Industry standards for the design of golf carts contain minimal braking requirements that do not include tests for downhill braking. In addition, there are no widely accepted standards for golf cart path design, and inadequate recommendations provided by car manufacturers for maximum path slope and minimum turning radii are ambiguous with warnings that refer to “steep grades” and “sharp turns” without quantifying these terms. This separation between golf cart design standards, which only require dynamic braking tests on flat ground, and sloped car path design, which lack any specificity, causes golf carts to be routinely driven on potentially dangerous terrain that is not addressed by the ANSI golf car standard. In addition, while the ANSI standard requires that a golf car’s maximum speed not exceed 15 mph on level ground, that speed can easily be exceeded when traveling downhill.
To evaluate the potential hazards of creating golf carts equipped with brakes on only the rear axle wheels, Technology Associates has analyzed the braking of a two-axle vehicle, equipped with brakes on either or both of its axle wheels. In addition, dynamic two-dimensional simulations of a braking golf cart traveling downhill have been created to study vehicle dynamic stability (and resulting rollover propensity). For this comparison, we introduce the term “braking efficiency”, defined as the actual vehicle braking deceleration, divided by the braking deceleration of the same vehicle with brakes on all four wheels (i.e. the maximum possible braking deceleration for a given slope and coefficient of friction). Thus, by definition, the case with braking on all four wheels yields an efficiency of 100%.
For either case where only the front or rear wheels are braked hard, braking efficiency decreases rapidly as the downhill slope increases, such that at path down slopes over 20 degrees, the brakes are no longer able to prevent the golf cart from accelerating downhill. For slopes of 10-15 degrees, with which golf carts must currently contend, placing brakes on only the rear axle wheels provides only 25-37% of the braking that could be achieved with brakes on all four wheels. Therefore, equipping a car with brakes on only the rear wheels reduces the available braking efficiency significantly when compared to a vehicle with brakes on all four wheels.
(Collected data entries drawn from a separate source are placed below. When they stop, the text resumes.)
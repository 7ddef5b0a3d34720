use chrono::NaiveDate;
use serde::de::{self, Deserialize, Deserializer};
use serde::ser::Serializer;

pub fn deserialize_date<'de, D>(deserializer: D) -> Result<NaiveDate, D::Error>
where
    D: Deserializer<'de>,
{
    let s: &str = Deserialize::deserialize(deserializer)?;
    NaiveDate::parse_from_str(s, "%Y%m%d").map_err(serde::de::Error::custom)
}

pub fn serialize_date<S>(date: &NaiveDate, serializer: S) -> Result<S::Ok, S::Error>
where
    S: Serializer,
{
    serializer.serialize_str(&date.format("%Y%m%d").to_string())
}

/// Parses `HH:MM:SS` into seconds since midnight. Hours may exceed 24 for
/// trips running past midnight (e.g. `25:30:00`).
pub fn parse_time(s: &str) -> Result<u32, crate::Error> {
    let mut parts = s.split(':');
    match (parts.next(), parts.next(), parts.next(), parts.next()) {
        (Some(h), Some(m), Some(sec), None) => {
            let hours: u32 = h.trim().parse().map_err(|_| bad_time(s))?;
            let minutes: u32 = m.parse().map_err(|_| bad_time(s))?;
            let seconds: u32 = sec.parse().map_err(|_| bad_time(s))?;
            if minutes > 59 || seconds > 59 {
                return Err(bad_time(s));
            }
            Ok(hours * 3600 + minutes * 60 + seconds)
        }
        _ => Err(bad_time(s)),
    }
}

fn bad_time(s: &str) -> crate::Error {
    crate::Error::InvalidTime(s.to_owned())
}

/// Formats seconds since midnight as `H:MM:SS`, the format used in derived
/// trip identifiers during frequency expansion.
pub fn format_time(seconds_since_midnight: u32) -> String {
    let ssm = seconds_since_midnight;
    format!("{}:{:02}:{:02}", ssm / 3600, ssm % 3600 / 60, ssm % 60)
}

pub fn deserialize_time<'de, D>(deserializer: D) -> Result<u32, D::Error>
where
    D: Deserializer<'de>,
{
    let s: &str = Deserialize::deserialize(deserializer)?;
    parse_time(s).map_err(de::Error::custom)
}

pub fn serialize_time<S>(time: &u32, serializer: S) -> Result<S::Ok, S::Error>
where
    S: Serializer,
{
    serializer.serialize_str(
        format!(
            "{:02}:{:02}:{:02}",
            time / 3600,
            time % 3600 / 60,
            time % 60
        )
        .as_str(),
    )
}

pub fn deserialize_optional_time<'de, D>(deserializer: D) -> Result<Option<u32>, D::Error>
where
    D: Deserializer<'de>,
{
    let s: Option<&str> = Deserialize::deserialize(deserializer)?;

    match s {
        None | Some("") => Ok(None),
        Some(t) => parse_time(t).map(Some).map_err(de::Error::custom),
    }
}

pub fn serialize_optional_time<S>(time: &Option<u32>, serializer: S) -> Result<S::Ok, S::Error>
where
    S: Serializer,
{
    match time {
        None => serializer.serialize_none(),
        Some(t) => serialize_time(t, serializer),
    }
}

pub fn de_with_optional_float<'de, D>(de: D) -> Result<Option<f64>, D::Error>
where
    D: Deserializer<'de>,
{
    String::deserialize(de).and_then(|s| {
        if s.trim().is_empty() {
            Ok(None)
        } else {
            s.trim().parse().map(Some).map_err(de::Error::custom)
        }
    })
}

pub fn serialize_float_as_str<S>(float: &Option<f64>, serializer: S) -> Result<S::Ok, S::Error>
where
    S: Serializer,
{
    match float {
        None => serializer.serialize_str(""),
        Some(f) => serializer.serialize_str(&f.to_string()),
    }
}

#[cfg(test)]
mod tests {
    use super::*;

    #[test]
    fn test_parse_time() {
        assert_eq!(parse_time("01:01:01").unwrap(), 3661);
        assert_eq!(parse_time("8:00:00").unwrap(), 28800);
        // Hours past midnight are legal in GTFS
        assert_eq!(parse_time("25:30:00").unwrap(), 25 * 3600 + 30 * 60);
        assert!(parse_time("").is_err());
        assert!(parse_time("12:00").is_err());
        assert!(parse_time("12:61:00").is_err());
        assert!(parse_time("abc").is_err());
    }

    #[test]
    fn test_format_time() {
        assert_eq!(format_time(28800), "8:00:00");
        assert_eq!(format_time(31500), "8:45:00");
        assert_eq!(format_time(25 * 3600 + 61), "25:01:01");
    }
}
Dynamic simulations indicate that golf cart yaw instability (and subsequent rollover) is not likely on flat ground at speeds under 15 mph and therefore will not manifest itself during ANSI brake performance testing. However, for a vehicle with brakes on the rear wheels only, when the initial speed is 17 mph or higher, yaw instability can occur when traveling down a 10 degree slope when modest steering inputs are made. Such loss of control could easily cause the car to leave the path and either collide with, or tip over, nearby obstacles and path curbs. However, when the front axle wheels, or all four wheels, are braked hard enough to lock them, there is no significant deviation from straight path travel. Therefore, if the cars were equipped with front brakes (either by themselves only, or in combination with rear brakes) this yaw instability problem would be significantly reduced if not entirely eliminated, and the risk of rollovers would be greatly reduced.